Stability Evaluation of Nanofluids Suitable for Enhanced Oil Recovery

Abstract:

The evaluation of metal oxides nanoparticles stability in the base fluids has become a major aspect in enhanced oil recovery process in recent years. Physical and chemical properties of ZnO nanofluids have caught attention of many researchers because they are easily dispersed in the base fluids, better convective coefficient of heat transfer, and wider bandgap which make them remarkable nanofluids candidate compared to other metal oxides. In this study, the stability of nanofluid of zinc oxide nanoparticles was evaluated using different stability tests and analysis.

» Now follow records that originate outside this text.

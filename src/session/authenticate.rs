//! Interactive Login
//!
//! Tries the cheapest way in first:
//!
//! 1. cached credential, when an auth file exists
//! 2. the password the caller supplied
//! 3. a password obtained from a [`PasswordPrompt`]
//!
//! Rejected credentials fall through to the next step. A successful
//! password login caches the negotiated PAM password for next time.

use std::path::Path;

use tracing::{debug, info, warn};
use zeroize::Zeroizing;

use super::credentials::CredentialStore;
use super::lifecycle::{Session, SessionOptions};
use crate::client::GridClient;
use crate::environment::expand_tilde;
use crate::error::{ErrorKind, Result, SessionError};

/// Source of a password when nothing else worked
pub trait PasswordPrompt {
    /// Ask for the password, displaying `message`
    fn prompt(&mut self, message: &str) -> Result<Zeroizing<String>>;
}

impl<F> PasswordPrompt for F
where
    F: FnMut(&str) -> Result<Zeroizing<String>>,
{
    fn prompt(&mut self, message: &str) -> Result<Zeroizing<String>> {
        self(message)
    }
}

/// Prompt shown before asking for a password
pub const PASSWORD_PROMPT: &str = "Your iRODS password: ";

/// Log in using the environment document at `environment_file`
pub fn authenticate<C, P>(
    client: C,
    environment_file: &Path,
    password: Option<&str>,
    prompt: &mut P,
) -> Result<Session<C>>
where
    C: GridClient + Clone,
    P: PasswordPrompt + ?Sized,
{
    let environment_file = expand_tilde(environment_file);
    if !environment_file.is_file() {
        return Err(SessionError::Configuration(format!(
            "File not found: {}",
            environment_file.display()
        )));
    }
    let options = || SessionOptions::new().with_environment_file(&environment_file);

    let cache = CredentialStore::at_default_location(Some(environment_file.as_path()));
    if cache.exists() {
        match Session::open(client.clone(), options()) {
            Ok(session) => {
                info!("Authenticated with cached credential");
                return Ok(session);
            }
            Err(e) if is_rejection(&e) => debug!("Cached credential not usable: {}", e),
            Err(e) => return Err(e),
        }
    }

    if let Some(password) = password.filter(|p| !p.is_empty()) {
        match login(client.clone(), options().with_password(password)) {
            Ok(session) => return Ok(session),
            Err(e) if is_rejection(&e) => warn!("Supplied password not accepted: {}", e),
            Err(e) => return Err(e),
        }
    }

    let password = prompt.prompt(PASSWORD_PROMPT)?;
    login(client, options().with_password(password.as_str()))
}

fn login<C: GridClient>(client: C, options: SessionOptions) -> Result<Session<C>> {
    let session = Session::open(client, options)?;
    if session.strategy().is_some_and(|s| s.caches_secret()) {
        session.write_cached_secret()?;
    }
    Ok(session)
}

fn is_rejection(error: &SessionError) -> bool {
    matches!(error.kind(), ErrorKind::Authentication | ErrorKind::Credential)
}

However, ZnO nanoparticles were synthesized using sol-gel method and nanofluids of different concentrations were prepared. The prepared nanoparticles were characterized using various characterization techniques such as XRD, FTIR, TEM, and Zeta sizer. The stability of prepared nanofluids was investigated using sedimentation test, UV-vis spectrophotometer, and zeta analyzer. Based on physical investigation and UV-vis spectra observations, ZnO nanoparticles in base fluids have shown a good colloidal stability in addition to their high zeta potential values of-43.7 (mV) after seven days which makes it a successful potential candidate for enhanced oil recovery applications.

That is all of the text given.